Regardless of whether or not a child's parents are married when they split up, one parent may be required to pay support to the other parent. These monthly payments are typically mandated by a court order, so failure to pay can result in legal consequences for the paying parent.
More than that, missed child support payments can also wind up creating difficulty for the parents and children who rely on them. Oftentimes, custodial parents include child support payments in their monthly budget. This is why various tactics are used by law enforcement officials to help parents receive the support they count on.
In some cases, however, it might be difficult to get the paying parent to cooperate. At this point, custodial parents may have a couple options to receive payments to care for their children.
One family law observer suggests that allowing a parent to be more involved in the lives of their children might encourage him or her to be more faithful about keeping up on support payments. While this may be something to mull over, it's also important to consider the best interests of the children. In some cases, there might be a specific reason why one parent doesn't have custody or visitation time.
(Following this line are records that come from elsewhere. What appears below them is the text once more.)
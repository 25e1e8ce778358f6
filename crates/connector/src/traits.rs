use async_trait::async_trait;
use std::collections::HashMap;

use crate::error::{ResolverError, SourceError};
use crate::record::Emission;

/// A polled upstream that turns its latest data into normalized records
#[async_trait]
pub trait Source: Send {
    /// Name used in logs and metrics
    fn name(&self) -> &str;

    /// Run one fetch and normalize what it returned. An empty vector means the
    /// source had nothing to report this cycle.
    async fn poll(&mut self) -> Result<Vec<Emission>, SourceError>;
}

#[async_trait]
impl<S: Source + ?Sized> Source for Box<S> {
    fn name(&self) -> &str {
        (**self).name()
    }

    async fn poll(&mut self) -> Result<Vec<Emission>, SourceError> {
        (**self).poll().await
    }
}

/// KeyResolver trait for credential sources (env vars, Vault, etc.)
pub trait KeyResolver: Send + Sync {
    /// Resolve keys from a source string (e.g., "env:VAR1,VAR2")
    fn resolve(&self, source: &str) -> Result<HashMap<String, String>, ResolverError>;

    /// Resolve a source naming exactly one key and return its value
    fn resolve_one(&self, source: &str) -> Result<String, ResolverError> {
        let mut values = self.resolve(source)?;
        let key = values
            .keys()
            .next()
            .cloned()
            .ok_or_else(|| ResolverError::MissingKey(source.to_string()))?;
        if values.len() > 1 {
            return Err(ResolverError::UnsupportedSource(format!(
                "expected a single key, got: {}",
                source
            )));
        }
        values
            .remove(&key)
            .ok_or(ResolverError::MissingKey(key))
    }
}
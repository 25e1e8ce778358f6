use std::time::{Duration, SystemTime, UNIX_EPOCH};

use tokio::select;
use tokio::sync::watch;
use tokio::time::{sleep, Instant};
use tracing::{debug, error, info, warn};

use crate::error::SourceError;
use crate::metrics::SourceMetrics;
use crate::publisher::{PublishOutcome, Publisher};
use crate::traits::Source;

/// Result of one poll cycle
#[derive(Debug, Clone, Copy, PartialEq, Eq)]
pub enum CycleOutcome {
    /// The source produced records; counts per publish result
    Published {
        published: usize,
        suppressed: usize,
        failed: usize,
    },
    /// The source had nothing to report
    NoData,
}

/// Time left in the current interval after a cycle took `elapsed`.
/// Zero when the cycle overran the interval.
pub fn pacing_delay(interval: Duration, elapsed: Duration) -> Duration {
    interval.saturating_sub(elapsed)
}

/// Drives one source: poll, publish every record retained, wait out the
/// interval, repeat until shutdown.
pub struct Runner<S: Source> {
    source: S,
    publisher: Publisher,
    interval: Duration,
    metrics: SourceMetrics,
}

impl<S: Source> Runner<S> {
    pub fn new(source: S, publisher: Publisher, interval: Duration) -> Self {
        let metrics = SourceMetrics::new(source.name());
        Self {
            source,
            publisher,
            interval,
            metrics,
        }
    }

    pub fn source(&self) -> &S {
        &self.source
    }

    /// One fetch-normalize-publish pass. Publish failures are logged and
    /// counted; the remaining records of the cycle are still attempted.
    pub async fn run_cycle(&mut self) -> Result<CycleOutcome, SourceError> {
        let emissions = self.source.poll().await?;
        if emissions.is_empty() {
            return Ok(CycleOutcome::NoData);
        }

        let (mut published, mut suppressed, mut failed) = (0, 0, 0);
        for emission in &emissions {
            match self
                .publisher
                .publish(&emission.topic, &emission.record, true)
                .await
            {
                Ok(PublishOutcome::Published) => published += 1,
                Ok(PublishOutcome::Suppressed) => suppressed += 1,
                Err(e) => {
                    warn!(source = %self.source.name(), topic = %emission.topic, error = %e, "Dropping record");
                    failed += 1;
                }
            }
        }

        Ok(CycleOutcome::Published {
            published,
            suppressed,
            failed,
        })
    }

    /// Poll until `shutdown` flips to true. Recoverable errors only fail the
    /// current cycle; a fatal one ends the loop.
    pub async fn run(&mut self, mut shutdown: watch::Receiver<bool>) -> Result<(), SourceError> {
        let name = self.source.name().to_string();
        info!(source = %name, interval_secs = self.interval.as_secs(), "Starting source loop");

        loop {
            if *shutdown.borrow() {
                break;
            }

            let started = Instant::now();
            match self.run_cycle().await {
                Ok(CycleOutcome::NoData) => {
                    debug!(source = %name, "No data this cycle");
                    self.metrics.inc_cycle("no_data");
                }
                Ok(CycleOutcome::Published {
                    published,
                    suppressed,
                    failed,
                }) => {
                    info!(source = %name, published, suppressed, failed, "Cycle complete");
                    self.metrics.inc_cycle("published");
                }
                Err(e) if e.is_recoverable() => {
                    warn!(source = %name, error = %e, "Cycle failed, retrying next interval");
                    self.metrics.inc_cycle("error");
                }
                Err(e) => {
                    error!(source = %name, error = %e, "Unrecoverable source error");
                    self.metrics.inc_cycle("error");
                    return Err(e);
                }
            }
            self.metrics.set_last_cycle(epoch_secs());

            let pause = pacing_delay(self.interval, started.elapsed());
            select! {
                changed = shutdown.changed() => {
                    if changed.is_err() || *shutdown.borrow() {
                        break;
                    }
                }
                _ = sleep(pause) => {}
            }
        }

        info!(source = %name, "Source loop stopped");
        Ok(())
    }
}

fn epoch_secs() -> f64 {
    SystemTime::now()
        .duration_since(UNIX_EPOCH)
        .map(|d| d.as_secs_f64())
        .unwrap_or(0.0)
}
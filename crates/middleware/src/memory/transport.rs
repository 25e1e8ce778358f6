use std::collections::VecDeque;

use async_trait::async_trait;
use bytes::Bytes;
use dashmap::DashMap;
use tokio::sync::broadcast;

use crate::error::TransportError;
use crate::transport::{now_millis, Subscription, Transport, TransportMessage};

const CHANNEL_BUFFER_SIZE: usize = 1024;

/// In-process broker. Exact subjects and `prefix.>` wildcards are supported;
/// the last retained message per subject is replayed to new subscribers.
pub struct InMemoryTransport {
    channels: DashMap<String, broadcast::Sender<TransportMessage>>,
    /// Wildcard subscriptions keyed by prefix (pattern without the trailing ">")
    wildcards: DashMap<String, broadcast::Sender<TransportMessage>>,
    retained: DashMap<String, TransportMessage>,
}

impl InMemoryTransport {
    pub fn new() -> Self {
        Self {
            channels: DashMap::new(),
            wildcards: DashMap::new(),
            retained: DashMap::new(),
        }
    }

    /// Last retained message for an exact subject
    pub fn retained(&self, subject: &str) -> Option<TransportMessage> {
        self.retained.get(subject).map(|m| m.value().clone())
    }

    /// Number of subjects with a retained value
    pub fn retained_count(&self) -> usize {
        self.retained.len()
    }

    fn get_or_create_channel(
        map: &DashMap<String, broadcast::Sender<TransportMessage>>,
        key: &str,
    ) -> broadcast::Sender<TransportMessage> {
        map.entry(key.to_string())
            .or_insert_with(|| broadcast::channel(CHANNEL_BUFFER_SIZE).0)
            .clone()
    }

    fn deliver(&self, msg: TransportMessage) {
        for entry in self.wildcards.iter() {
            if msg.subject.starts_with(entry.key().as_str()) {
                let _ = entry.value().send(msg.clone());
            }
        }
        if let Some(tx) = self.channels.get(&msg.subject) {
            let _ = tx.send(msg);
        }
    }
}

impl Default for InMemoryTransport {
    fn default() -> Self {
        Self::new()
    }
}

struct InMemorySubscription {
    pending: VecDeque<TransportMessage>,
    rx: broadcast::Receiver<TransportMessage>,
}

#[async_trait]
impl Subscription for InMemorySubscription {
    async fn next(&mut self) -> Result<TransportMessage, TransportError> {
        if let Some(msg) = self.pending.pop_front() {
            return Ok(msg);
        }
        self.rx
            .recv()
            .await
            .map_err(|e| TransportError::SubscribeFailed(e.to_string()))
    }

    async fn unsubscribe(self: Box<Self>) -> Result<(), TransportError> {
        Ok(())
    }
}

#[async_trait]
impl Transport for InMemoryTransport {
    async fn publish(&self, subject: &str, payload: Bytes) -> Result<(), TransportError> {
        self.deliver(TransportMessage {
            subject: subject.to_string(),
            payload,
            timestamp: now_millis(),
            retained: false,
        });
        Ok(())
    }

    async fn publish_retained(&self, subject: &str, payload: Bytes) -> Result<(), TransportError> {
        let msg = TransportMessage {
            subject: subject.to_string(),
            payload,
            timestamp: now_millis(),
            retained: false,
        };
        self.retained.insert(
            subject.to_string(),
            TransportMessage {
                retained: true,
                ..msg.clone()
            },
        );
        self.deliver(msg);
        Ok(())
    }

    async fn subscribe(&self, subject: &str) -> Result<Box<dyn Subscription>, TransportError> {
        if subject.is_empty() {
            return Err(TransportError::ValidationFailed("empty subject".to_string()));
        }

        let (rx, mut pending): (_, Vec<TransportMessage>) = match subject.strip_suffix('>') {
            Some(prefix) => {
                let rx = Self::get_or_create_channel(&self.wildcards, prefix).subscribe();
                let replay = self
                    .retained
                    .iter()
                    .filter(|e| e.key().starts_with(prefix))
                    .map(|e| e.value().clone())
                    .collect();
                (rx, replay)
            }
            None => {
                let rx = Self::get_or_create_channel(&self.channels, subject).subscribe();
                (rx, self.retained(subject).into_iter().collect())
            }
        };
        pending.sort_by(|a, b| a.subject.cmp(&b.subject));

        Ok(Box::new(InMemorySubscription {
            pending: pending.into(),
            rx,
        }))
    }
}
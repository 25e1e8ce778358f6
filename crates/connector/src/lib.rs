//! relay-connector-lib: Polling, normalization and retained publishing of
//! platform telemetry.
//!
//! Sources fetch upstream data (JSON feeds, CSV exports, HTTP-tailed NMEA
//! logs) and turn it into normalized records. The [`Runner`] drives a source
//! at a fixed interval and hands records to the [`Publisher`], which
//! suppresses unchanged repeats and writes the rest to the transport as
//! retained messages.

pub mod dedup;
pub mod error;
pub mod http;
pub mod logger;
pub mod metrics;
pub mod publisher;
pub mod record;
pub mod resolver;
pub mod runner;
pub mod server;
pub mod sources;
pub mod tail;
pub mod traits;

pub use dedup::{Deduplicator, DEFAULT_EXPIRATION};
pub use error::{FetchError, LoggerError, PublishError, ResolverError, SourceError};
pub use logger::run_logger;
pub use publisher::{PublishOutcome, Publisher};
pub use record::{Emission, FieldValue, MeasurementKind, NormalizedRecord, Topic};
pub use resolver::EnvResolver;
pub use runner::{pacing_delay, CycleOutcome, Runner};
pub use server::{create_router, run_server, ServerState};
pub use sources::build_source;
pub use tail::{HttpRangeSource, LineSplitter, RangeResponse, RangeSource, RangeTailer};
pub use traits::{KeyResolver, Source};
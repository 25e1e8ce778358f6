//! SWIFT drifting buoys from the APL buoy server's JSON track export.

use async_trait::async_trait;
use chrono::{DateTime, Duration as ChronoDuration, NaiveDateTime, Utc};
use relay_metadata::SwiftConfig;
use reqwest::Client;
use serde::Deserialize;
use serde_json::{Map, Value};
use tracing::{debug, info, warn};

use crate::error::SourceError;
use crate::http::status_error;
use crate::record::{Emission, MeasurementKind, NormalizedRecord, Topic};
use crate::traits::Source;

#[derive(Debug, Deserialize)]
struct TrackResponse {
    #[serde(default)]
    success: bool,
    #[serde(default)]
    buoys: Vec<TrackBuoy>,
}

#[derive(Debug, Deserialize)]
struct TrackBuoy {
    name: String,
    #[serde(default)]
    data: Vec<Map<String, Value>>,
}

/// One buoy sample with nulls dropped and the timestamp parsed
#[derive(Debug, Clone, PartialEq)]
pub struct BuoySample {
    pub time: DateTime<Utc>,
    pub fields: Map<String, Value>,
}

impl BuoySample {
    fn number(&self, key: &str) -> Option<f64> {
        match self.fields.get(key)? {
            Value::Number(n) => n.as_f64(),
            Value::String(s) => s.trim().parse().ok(),
            _ => None,
        }
    }

    fn text(&self, key: &str) -> Option<&str> {
        self.fields.get(key).and_then(Value::as_str)
    }
}

/// Accepts RFC 3339 and naive `YYYY-MM-DD[T ]HH:MM:SS[.f]` (taken as UTC)
pub fn parse_timestamp(raw: &str) -> Option<DateTime<Utc>> {
    let raw = raw.trim();
    if let Ok(t) = DateTime::parse_from_rfc3339(raw) {
        return Some(t.with_timezone(&Utc));
    }
    ["%Y-%m-%dT%H:%M:%S%.f", "%Y-%m-%d %H:%M:%S%.f", "%Y-%m-%dT%H:%M:%S", "%Y-%m-%d %H:%M:%S"]
        .iter()
        .find_map(|fmt| NaiveDateTime::parse_from_str(raw, fmt).ok())
        .map(|naive| naive.and_utc())
}

fn parse_sample(mut raw: Map<String, Value>) -> Option<BuoySample> {
    let time = raw
        .remove("timestamp")
        .as_ref()
        .and_then(Value::as_str)
        .and_then(parse_timestamp)?;
    raw.retain(|_, v| !v.is_null());
    Some(BuoySample { time, fields: raw })
}

/// Latest sample of `buoy` in a track export body
pub fn latest_sample(body: &str, buoy: &str) -> Result<Option<BuoySample>, SourceError> {
    let response: TrackResponse = serde_json::from_str(body)
        .map_err(|e| SourceError::Malformed(format!("track export for {}: {}", buoy, e)))?;
    if !response.success {
        return Err(SourceError::Malformed(format!(
            "buoy server reported failure for {}",
            buoy
        )));
    }

    let mut matching = response.buoys.into_iter().filter(|b| b.name == buoy);
    let (Some(found), None) = (matching.next(), matching.next()) else {
        info!(buoy = %buoy, "Could not uniquely identify buoy");
        return Ok(None);
    };

    let samples: Vec<BuoySample> = found.data.into_iter().filter_map(parse_sample).collect();
    Ok(samples.into_iter().max_by_key(|s| s.time))
}

/// Topics published for one sample, each only when its fields are present
pub fn emissions_for(platform_id: &str, sample: &BuoySample) -> Vec<Emission> {
    let at = || NormalizedRecord::at(sample.time);
    let mut emissions = Vec::new();

    if let (Some(lat), Some(lon)) = (sample.number("lat"), sample.number("lon")) {
        emissions.push(Emission::new(
            Topic::location(platform_id),
            at().with("lat", lat).with("lon", lon),
        ));
    }

    if let Some(mag) = sample.number("wind_speed") {
        emissions.push(Emission::new(
            Topic::new(platform_id, MeasurementKind::Wind),
            at().with("mag", mag),
        ));
    }
    if let Some(height) = sample.number("wave_height") {
        emissions.push(Emission::new(
            Topic::new(platform_id, MeasurementKind::Wave),
            at().with("height", height),
        ));
    }
    if let Some(voltage) = sample.number("voltage") {
        emissions.push(Emission::new(
            Topic::new(platform_id, MeasurementKind::System),
            at().with("voltage", voltage),
        ));
    }
    if let Some(url) = sample.text("img") {
        emissions.push(Emission::new(
            Topic::new(platform_id, MeasurementKind::Image),
            at().with("url", url),
        ));
    }
    emissions
}

pub struct SwiftSource {
    name: String,
    client: Client,
    url: String,
    buoys: Vec<String>,
    max_age: ChronoDuration,
}

impl SwiftSource {
    pub fn new(name: impl Into<String>, client: Client, config: &SwiftConfig) -> Self {
        Self {
            name: name.into(),
            client,
            url: format!("{}/kml", config.base_url.trim_end_matches('/')),
            buoys: config.buoys.clone(),
            max_age: ChronoDuration::days(i64::from(config.max_age_days)),
        }
    }

    async fn fetch_track(&self, buoy: &str) -> Result<String, SourceError> {
        let start = (Utc::now() - self.max_age)
            .naive_utc()
            .format("%Y-%m-%dT%H:%M:%S")
            .to_string();
        let response = self
            .client
            .get(&self.url)
            .query(&[
                ("action", "kml"),
                ("buoy_name", buoy),
                ("start", start.as_str()),
                ("end", ""),
                ("format", "json"),
            ])
            .send()
            .await?;
        if !response.status().is_success() {
            return Err(status_error(&self.url, response.status()).into());
        }
        Ok(response.text().await?)
    }

    async fn poll_buoy(&self, buoy: &str) -> Result<Vec<Emission>, SourceError> {
        let body = self.fetch_track(buoy).await?;
        match latest_sample(&body, buoy)? {
            Some(sample) => Ok(emissions_for(buoy, &sample)),
            None => Ok(Vec::new()),
        }
    }
}

#[async_trait]
impl Source for SwiftSource {
    fn name(&self) -> &str {
        &self.name
    }

    /// Buoys are fetched one by one; a failing buoy does not hold back the
    /// others, but the cycle fails when every buoy failed.
    async fn poll(&mut self) -> Result<Vec<Emission>, SourceError> {
        let mut emissions = Vec::new();
        let mut last_error = None;
        let mut failures = 0;

        for buoy in &self.buoys {
            match self.poll_buoy(buoy).await {
                Ok(found) => {
                    debug!(source = %self.name, buoy = %buoy, topics = found.len(), "Polled buoy");
                    emissions.extend(found);
                }
                Err(e) => {
                    warn!(source = %self.name, buoy = %buoy, error = %e, "Buoy poll failed");
                    failures += 1;
                    last_error = Some(e);
                }
            }
        }

        match last_error {
            Some(e) if failures == self.buoys.len() => Err(e),
            _ => Ok(emissions),
        }
    }
}
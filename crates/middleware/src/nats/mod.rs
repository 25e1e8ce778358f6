pub mod subjects;
mod transport;

pub use subjects::{sanitize_subject_token, SubjectBuilder};
pub use transport::{NatsTransport, TransportOptions};
//! relay-middleware: Pluggable message-bus abstractions
//!
//! Provides the Transport trait with a NATS/JetStream implementation
//! (retained last value per subject) and an in-memory implementation for testing.

pub mod error;
pub mod factory;
pub mod memory;
pub mod nats;
pub mod transport;

pub use error::TransportError;
pub use factory::{FactoryError, MiddlewareFactory};
pub use memory::InMemoryTransport;
pub use nats::{sanitize_subject_token, NatsTransport, SubjectBuilder, TransportOptions};
pub use transport::{now_millis, Subscription, Transport, TransportMessage};
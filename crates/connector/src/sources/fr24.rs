//! Aircraft positions from the Flightradar24 live feed.

use async_trait::async_trait;
use chrono::DateTime;
use relay_metadata::{Fr24Config, TrackedAircraft};
use reqwest::header::{HeaderMap, HeaderValue, ACCEPT, ACCEPT_LANGUAGE, CACHE_CONTROL, USER_AGENT};
use reqwest::Client;
use serde_json::{Map, Value};
use tracing::{debug, info};

use crate::error::SourceError;
use crate::http::status_error;
use crate::record::{Emission, NormalizedRecord, Topic};
use crate::traits::Source;

/// Knots to metres per second, as the feed's consumers have always used it
const KNOTS_TO_MPS: f64 = 0.5144;

/// Top-level keys of the feed that are not aircraft
const NON_AIRCRAFT_KEYS: [&str; 4] = ["full_count", "version", "stats", "selected-aircraft"];

// Positions within an aircraft entry
const IDX_LAT: usize = 1;
const IDX_LON: usize = 2;
const IDX_HEADING: usize = 3;
const IDX_PRESS_ALT: usize = 4;
const IDX_GROUND_SPEED: usize = 5;
const IDX_CALLSIGN: usize = 9;
const IDX_EPOCH: usize = 10;

pub struct Fr24Source {
    name: String,
    client: Client,
    url: String,
    aircraft: Vec<TrackedAircraft>,
}

impl Fr24Source {
    pub fn new(name: impl Into<String>, client: Client, config: &Fr24Config) -> Self {
        Self {
            name: name.into(),
            client,
            url: config.url.clone(),
            aircraft: config.aircraft.clone(),
        }
    }

    async fn fetch_feed(&self) -> Result<Map<String, Value>, SourceError> {
        let response = self
            .client
            .get(&self.url)
            .headers(browser_headers())
            .send()
            .await?;
        if !response.status().is_success() {
            return Err(status_error(&self.url, response.status()).into());
        }
        let body = response.text().await?;
        serde_json::from_str(&body)
            .map_err(|e| SourceError::Malformed(format!("feed is not a JSON object: {}", e)))
    }
}

/// The feed rejects requests that do not look like they come from a browser
fn browser_headers() -> HeaderMap {
    let mut headers = HeaderMap::new();
    headers.insert(
        ACCEPT,
        HeaderValue::from_static("text/html,application/xhtml+xml,application/xml;q=0.9,image/webp,*/*;q=0.8"),
    );
    headers.insert(ACCEPT_LANGUAGE, HeaderValue::from_static("en-US,en;q=0.5"));
    headers.insert(CACHE_CONTROL, HeaderValue::from_static("max-age=0"));
    headers.insert("dnt", HeaderValue::from_static("1"));
    headers.insert("upgrade-insecure-requests", HeaderValue::from_static("1"));
    headers.insert(
        USER_AGENT,
        HeaderValue::from_static(
            "Mozilla/5.0 (X11; Ubuntu; Linux x86_64; rv:72.0) Gecko/20100101 Firefox/72.0",
        ),
    );
    headers
}

fn number_at(entry: &[Value], idx: usize) -> Option<f64> {
    entry.get(idx).and_then(Value::as_f64)
}

/// Location of the first aircraft entry whose callsign matches.
/// `None` when the aircraft is not in the feed or its entry lacks a timestamp.
pub fn find_aircraft(feed: &Map<String, Value>, callsign: &str) -> Option<NormalizedRecord> {
    let entry = feed
        .iter()
        .filter(|(key, _)| !NON_AIRCRAFT_KEYS.contains(&key.as_str()))
        .filter_map(|(_, value)| value.as_array())
        .find(|entry| entry.get(IDX_CALLSIGN).and_then(Value::as_str) == Some(callsign))?;

    let epoch = entry.get(IDX_EPOCH).and_then(Value::as_i64)?;
    let time = DateTime::from_timestamp(epoch, 0)?;

    Some(
        NormalizedRecord::at(time)
            .with_opt("lat", number_at(entry, IDX_LAT))
            .with_opt("lon", number_at(entry, IDX_LON))
            .with_opt("heading", number_at(entry, IDX_HEADING))
            .with_opt("press_alt", number_at(entry, IDX_PRESS_ALT))
            .with_opt(
                "ground_speed",
                number_at(entry, IDX_GROUND_SPEED).map(|kt| kt * KNOTS_TO_MPS),
            ),
    )
}

#[async_trait]
impl Source for Fr24Source {
    fn name(&self) -> &str {
        &self.name
    }

    async fn poll(&mut self) -> Result<Vec<Emission>, SourceError> {
        let feed = self.fetch_feed().await?;
        debug!(source = %self.name, entries = feed.len(), "Fetched feed");

        let mut emissions = Vec::new();
        for aircraft in &self.aircraft {
            match find_aircraft(&feed, &aircraft.callsign) {
                Some(record) => emissions.push(Emission::new(
                    Topic::location(aircraft.platform_id.as_str()),
                    record,
                )),
                None => info!(source = %self.name, callsign = %aircraft.callsign, "Aircraft not in feed"),
            }
        }
        Ok(emissions)
    }
}
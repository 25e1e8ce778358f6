use std::time::Duration;

use reqwest::Client;

use crate::error::FetchError;

/// Per-request timeout for every upstream
pub const REQUEST_TIMEOUT: Duration = Duration::from_secs(30);

/// Plain HTTP client for stateless upstreams
pub fn build_client(timeout: Duration) -> Result<Client, FetchError> {
    Ok(Client::builder().timeout(timeout).build()?)
}

/// HTTP client that keeps cookies between requests, for session-based upstreams
pub fn build_session_client(timeout: Duration) -> Result<Client, FetchError> {
    Ok(Client::builder()
        .timeout(timeout)
        .cookie_store(true)
        .build()?)
}

/// Error for a non-success status
pub fn status_error(url: &str, status: reqwest::StatusCode) -> FetchError {
    FetchError::Status {
        url: url.to_string(),
        status: status.as_u16(),
    }
}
On the other hand, parents may consider a court-ordered modification if they cannot keep up with child support payments. The reality is that a parent's financial circumstances can change. By ensuring that support payments are fair to the benefitting children and kept at a manageable level, the paying parent can maintain his or her responsibility and the custodial parent will have access to resources.
Certainly, child support issues can be complex and emotional in nature. As such, it may be best to consult with a family law professional when parents are having difficulty with their child support arrangement.